Quasi quasi era meglio ritornare da Dolly, con la bambola, e dirle:
– O mi dài da farla vivere com’è avvezza, o te la tieni.
Chi sa! Forse Dolly le avrebbe dato tutto...
Un lungo, grosso grosso respiro sollevò il petto di Nenè accasciata lì davanti
alla panchetta. Volse il capo, e in un momento, di nuovo abbagliata, vide in un
angolo lercio del bugigattolino la cameretta della marchesina Mimì. Cameretta?
un gran camerone, col tappeto azzurro vellutato, lì per terra, e il lettino di
legno bianco, col parato a padiglione di seta celeste, e di là l’armadietto a
specchio, le sedioline dorate, la specchiera; e vide sè vestita bene come la
mamma, tutta intenta a servire quella sua padroncina esigente e capricciosa; a
prevenirne tutti i desiderii. per non farsi sgridare, ché certo. per quanto ella
facesse, la marchesina Mimì, lì sola con lei, benché circondata da tutti i suoi
agi, da tutto il suo lusso, sarebbe stata a malincuore, senza piú visite
d’amiche, né di Moringhi, né passeggiate a cavallo.

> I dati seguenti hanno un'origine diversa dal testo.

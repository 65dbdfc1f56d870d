// Methods - Typed wrappers for the node RPC methods the harness uses

use super::types::{CreatedBlock, Header, Health, RuntimeVersion, SignedBlock};
use super::ws::{Subscription, WsClient};
use super::{RpcError, RpcResult};
use crate::chain::primitives::{decode_hex, H256};
use serde_json::{json, Value};

/// Which head stream to follow
#[derive(Debug, Clone, Copy, PartialEq, Eq, Default)]
pub enum HeadKind {
    /// Every imported best block
    #[default]
    New,
    /// Finalized blocks only
    Finalized,
}

impl HeadKind {
    fn methods(self) -> (&'static str, &'static str) {
        match self {
            HeadKind::New => ("chain_subscribeNewHeads", "chain_unsubscribeNewHeads"),
            HeadKind::Finalized => ("chain_subscribeFinalizedHeads", "chain_unsubscribeFinalizedHeads"),
        }
    }
}

fn hex_param(bytes: &[u8]) -> Value {
    Value::String(format!("0x{}", hex::encode(bytes)))
}

fn at_param(at: Option<H256>) -> Value {
    at.map(|h| Value::String(h.to_hex())).unwrap_or(Value::Null)
}

fn parse_hex(value: &str) -> RpcResult<Vec<u8>> {
    decode_hex(value).map_err(|e| RpcError::Parse(e.to_string()))
}

impl WsClient {
    // =========================================================================
    // STATE
    // =========================================================================

    /// `state_getStorage`; None when the key is absent
    pub async fn get_storage(&self, key: &[u8], at: Option<H256>) -> RpcResult<Option<Vec<u8>>> {
        let result: Option<String> = self
            .request("state_getStorage", json!([hex_param(key), at_param(at)]))
            .await?;
        result.map(|s| parse_hex(&s)).transpose()
    }

    /// `state_getMetadata` as raw SCALE bytes
    pub async fn get_metadata(&self, at: Option<H256>) -> RpcResult<Vec<u8>> {
        let result: String = self.request("state_getMetadata", json!([at_param(at)])).await?;
        parse_hex(&result)
    }

    pub async fn runtime_version(&self, at: Option<H256>) -> RpcResult<RuntimeVersion> {
        self.request("state_getRuntimeVersion", json!([at_param(at)])).await
    }

    // =========================================================================
    // CHAIN
    // =========================================================================

    /// `chain_getBlockHash`; the best block when `number` is None
    pub async fn block_hash(&self, number: Option<u32>) -> RpcResult<Option<H256>> {
        let params = match number {
            Some(n) => json!([n]),
            None => json!([]),
        };
        self.request("chain_getBlockHash", params).await
    }

    pub async fn genesis_hash(&self) -> RpcResult<H256> {
        self.block_hash(Some(0))
            .await?
            .ok_or_else(|| RpcError::Parse("node returned no genesis hash".to_string()))
    }

    pub async fn header(&self, hash: Option<H256>) -> RpcResult<Option<Header>> {
        self.request("chain_getHeader", json!([at_param(hash)])).await
    }

    pub async fn block(&self, hash: Option<H256>) -> RpcResult<Option<SignedBlock>> {
        self.request("chain_getBlock", json!([at_param(hash)])).await
    }

    pub async fn finalized_head(&self) -> RpcResult<H256> {
        self.request("chain_getFinalizedHead", json!([])).await
    }

    /// Follow new or finalized heads
    pub async fn subscribe_heads(&self, kind: HeadKind) -> RpcResult<Subscription> {
        let (subscribe, unsubscribe) = kind.methods();
        self.subscribe(subscribe, json!([]), unsubscribe).await
    }

    // =========================================================================
    // SYSTEM
    // =========================================================================

    /// Next nonce for an account, counting transactions already in the pool
    pub async fn account_next_index(&self, ss58: &str) -> RpcResult<u32> {
        self.request("system_accountNextIndex", json!([ss58])).await
    }

    pub async fn health(&self) -> RpcResult<Health> {
        self.request("system_health", json!([])).await
    }

    pub async fn system_chain(&self) -> RpcResult<String> {
        self.request("system_chain", json!([])).await
    }

    // =========================================================================
    // AUTHOR
    // =========================================================================

    /// `author_submitExtrinsic` (no status tracking)
    pub async fn submit_extrinsic(&self, extrinsic: &[u8]) -> RpcResult<H256> {
        self.request("author_submitExtrinsic", json!([hex_param(extrinsic)])).await
    }

    /// `author_submitAndWatchExtrinsic`; pool rejections arrive as `RpcError::Call`
    pub async fn submit_and_watch(&self, extrinsic: &[u8]) -> RpcResult<Subscription> {
        self.subscribe(
            "author_submitAndWatchExtrinsic",
            json!([hex_param(extrinsic)]),
            "author_unwatchExtrinsic",
        )
        .await
    }

    // =========================================================================
    // MANUAL SEAL
    // =========================================================================

    /// `engine_createBlock` on manual-seal nodes
    pub async fn create_block(&self, create_empty: bool, finalize: bool) -> RpcResult<CreatedBlock> {
        self.request("engine_createBlock", json!([create_empty, finalize, Value::Null])).await
    }
}
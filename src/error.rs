// Error - Crate-level error aggregating every module's error type

use crate::chain::{DecodeError, EventError, MetadataError};
use crate::client::ClientError;
use crate::config::ConfigError;
use crate::node::NodeError;
use crate::rpc::RpcError;
use crate::tx::{ExtrinsicError, SignerError, TxError};
use crate::wait::WaitError;

#[derive(Debug, thiserror::Error)]
pub enum HarnessError {
    #[error("Config error: {0}")]
    Config(#[from] ConfigError),

    #[error("Node error: {0}")]
    Node(#[from] NodeError),

    #[error("RPC error: {0}")]
    Rpc(#[from] RpcError),

    #[error("Client error: {0}")]
    Client(#[from] ClientError),

    #[error("Metadata error: {0}")]
    Metadata(#[from] MetadataError),

    #[error("Decode error: {0}")]
    Decode(#[from] DecodeError),

    #[error("Event error: {0}")]
    Events(#[from] EventError),

    #[error("Signer error: {0}")]
    Signer(#[from] SignerError),

    #[error("Extrinsic error: {0}")]
    Extrinsic(#[from] ExtrinsicError),

    #[error("Transaction error: {0}")]
    Tx(#[from] TxError),

    #[error("Wait error: {0}")]
    Wait(#[from] WaitError),

    #[error("No nodes running and no endpoint configured")]
    NoEndpoint,
}

pub type Result<T> = std::result::Result<T, HarnessError>;
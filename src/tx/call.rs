// Call - Runtime call values resolved against metadata at encode time
// Principle: a call is a name plus SCALE-encoded arguments; indices are looked up lazily

use crate::chain::metadata::{Metadata, MetadataError};
use crate::chain::primitives::{AccountId32, Balance, MultiAddress};
use codec::{Compact, Encode};
use scale_info::TypeInfo;
use std::fmt;

/// Weight passed to `Sudo::sudo_unchecked_weight`
#[derive(Debug, Clone, Copy, PartialEq, Eq, Default, Encode, TypeInfo)]
pub struct Weight {
    #[codec(compact)]
    pub ref_time: u64,
    #[codec(compact)]
    pub proof_size: u64,
}

impl Weight {
    pub fn new(ref_time: u64, proof_size: u64) -> Self {
        Self { ref_time, proof_size }
    }
}

/// One call argument
#[derive(Debug, Clone, PartialEq)]
pub enum CallArg {
    /// Already SCALE-encoded bytes
    Encoded(Vec<u8>),
    /// A nested call (sudo, utility batches)
    Call(Box<Call>),
}

/// A runtime call addressed by pallet and call name
#[derive(Debug, Clone, PartialEq)]
pub struct Call {
    pallet: String,
    name: String,
    args: Vec<CallArg>,
}

impl Call {
    pub fn new(pallet: &str, name: &str) -> Self {
        Self {
            pallet: pallet.to_string(),
            name: name.to_string(),
            args: Vec::new(),
        }
    }

    pub fn pallet(&self) -> &str {
        &self.pallet
    }

    pub fn name(&self) -> &str {
        &self.name
    }

    pub fn args(&self) -> &[CallArg] {
        &self.args
    }

    /// Append an argument encoded with its SCALE representation
    pub fn arg<T: Encode>(mut self, value: T) -> Self {
        self.args.push(CallArg::Encoded(value.encode()));
        self
    }

    /// Append a `#[pallet::compact]` integer argument
    pub fn compact_arg(self, value: u128) -> Self {
        self.arg(Compact(value))
    }

    /// Append pre-encoded bytes verbatim
    pub fn raw_arg(mut self, bytes: Vec<u8>) -> Self {
        self.args.push(CallArg::Encoded(bytes));
        self
    }

    /// Append a nested call
    pub fn call_arg(mut self, call: Call) -> Self {
        self.args.push(CallArg::Call(Box::new(call)));
        self
    }

    // =========================================================================
    // SUDO DECORATORS
    // =========================================================================

    /// `Sudo::sudo(call)`
    pub fn sudo(self) -> Call {
        Call::new("Sudo", "sudo").call_arg(self)
    }

    /// `Sudo::sudo_unchecked_weight(call, weight)`
    pub fn sudo_unchecked_weight(self, weight: Weight) -> Call {
        Call::new("Sudo", "sudo_unchecked_weight").call_arg(self).arg(weight)
    }

    /// True for calls produced by the sudo decorators
    pub fn is_sudo(&self) -> bool {
        self.pallet.eq_ignore_ascii_case("Sudo") && self.name.starts_with("sudo")
    }

    /// The wrapped call of a sudo envelope
    pub fn inner(&self) -> Option<&Call> {
        self.args.iter().find_map(|a| match a {
            CallArg::Call(c) => Some(c.as_ref()),
            CallArg::Encoded(_) => None,
        })
    }

    // =========================================================================
    // ENCODING
    // =========================================================================

    /// `[pallet_index, call_index] ++ args`
    pub fn encode(&self, metadata: &Metadata) -> Result<Vec<u8>, MetadataError> {
        let mut out = Vec::new();
        self.encode_to(metadata, &mut out)?;
        Ok(out)
    }

    fn encode_to(&self, metadata: &Metadata, out: &mut Vec<u8>) -> Result<(), MetadataError> {
        let (pallet_index, call_index) = metadata.call_index(&self.pallet, &self.name)?;
        out.push(pallet_index);
        out.push(call_index);
        for arg in &self.args {
            match arg {
                CallArg::Encoded(bytes) => out.extend_from_slice(bytes),
                CallArg::Call(call) => call.encode_to(metadata, out)?,
            }
        }
        Ok(())
    }

    // =========================================================================
    // COMMON CALLS
    // =========================================================================

    /// `Balances::transfer_keep_alive(dest, value)`
    pub fn transfer_keep_alive(dest: AccountId32, value: Balance) -> Call {
        Call::new("Balances", "transfer_keep_alive")
            .arg(MultiAddress::Id(dest))
            .compact_arg(value)
    }

    /// `Balances::transfer_allow_death(dest, value)`
    pub fn transfer_allow_death(dest: AccountId32, value: Balance) -> Call {
        Call::new("Balances", "transfer_allow_death")
            .arg(MultiAddress::Id(dest))
            .compact_arg(value)
    }

    /// `System::remark(bytes)`
    pub fn remark(remark: Vec<u8>) -> Call {
        Call::new("System", "remark").arg(remark)
    }

    /// `System::set_code(code)`; root only, so wrap it in a sudo decorator
    pub fn set_code(code: Vec<u8>) -> Call {
        Call::new("System", "set_code").arg(code)
    }
}

impl fmt::Display for Call {
    fn fmt(&self, f: &mut fmt::Formatter) -> fmt::Result {
        write!(f, "{}::{}", self.pallet, self.name)?;
        if let Some(inner) = self.inner() {
            write!(f, "({})", inner)?;
        }
        Ok(())
    }
}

E, per sfogarsi, certo
l’avrebbe comandata a bacchetta.
– Pronto il bagno?
– Ecco, un momentino, signora Marchesina.,.
– Ma il mio bagno dov’esser pronto subito, appena mi alzo! Che fate? Datemi
adesso il mio cioccolato e i biscottini! La mia vestaglia, subito!
– Quale, signora Marchesina? Quella rossa? quella gialla? quella con gli
ombrellini giapponesi?
– No, quella viola! Non lo sapete?
– Subito, signora Marchesina, eccola qua.
Vedeva, con gli occhi sbarrati, quel suo sogno là in quell’angolo incantato,
Nenè, e parlava sola così da un pezzo, forte e imperiosa per conto della
marchesina Mimì, umile e inchinevole per sé, da servetta amorosa che compatisce
i capricci della padroncina tiranna, allorché, tutt’a un tratto, con un brivido
di terrore alla schiena, vide una manaccia scabra, enorme, allungarsi sul suo
capo e ghermire la bambola su la panchetta.
Insaccò la testa; poi, allibita, arrischiò di su la spalluccia, con la coda
dell’occhio, uno sguardo.
Suo padre, dietro a lei, con un ghigno su le labbra ispide, guatava la bambola
fragile in quella sua manaccia scabra e scrollava il capo, ripetendo:
– Ah, sì? ah, sì?
Con l’anima oppressa d’angoscia, gli vide levare l’altra mano, afferrare con due
dita la falda del cappellino alla bambola, dare uno strappo violento.
Soffocò un gemito involontario.
Insieme col cappellino se n’era venuta la testa. E quella testa col cappellino e
il busto decapitato, due strazii orribili, informi, volarono via per la finestra
presso il tetto, accompagnati da un calcio e da una esclamazione rabbiosa:
– Su, in piedi! Non voglio signore, io, per casa!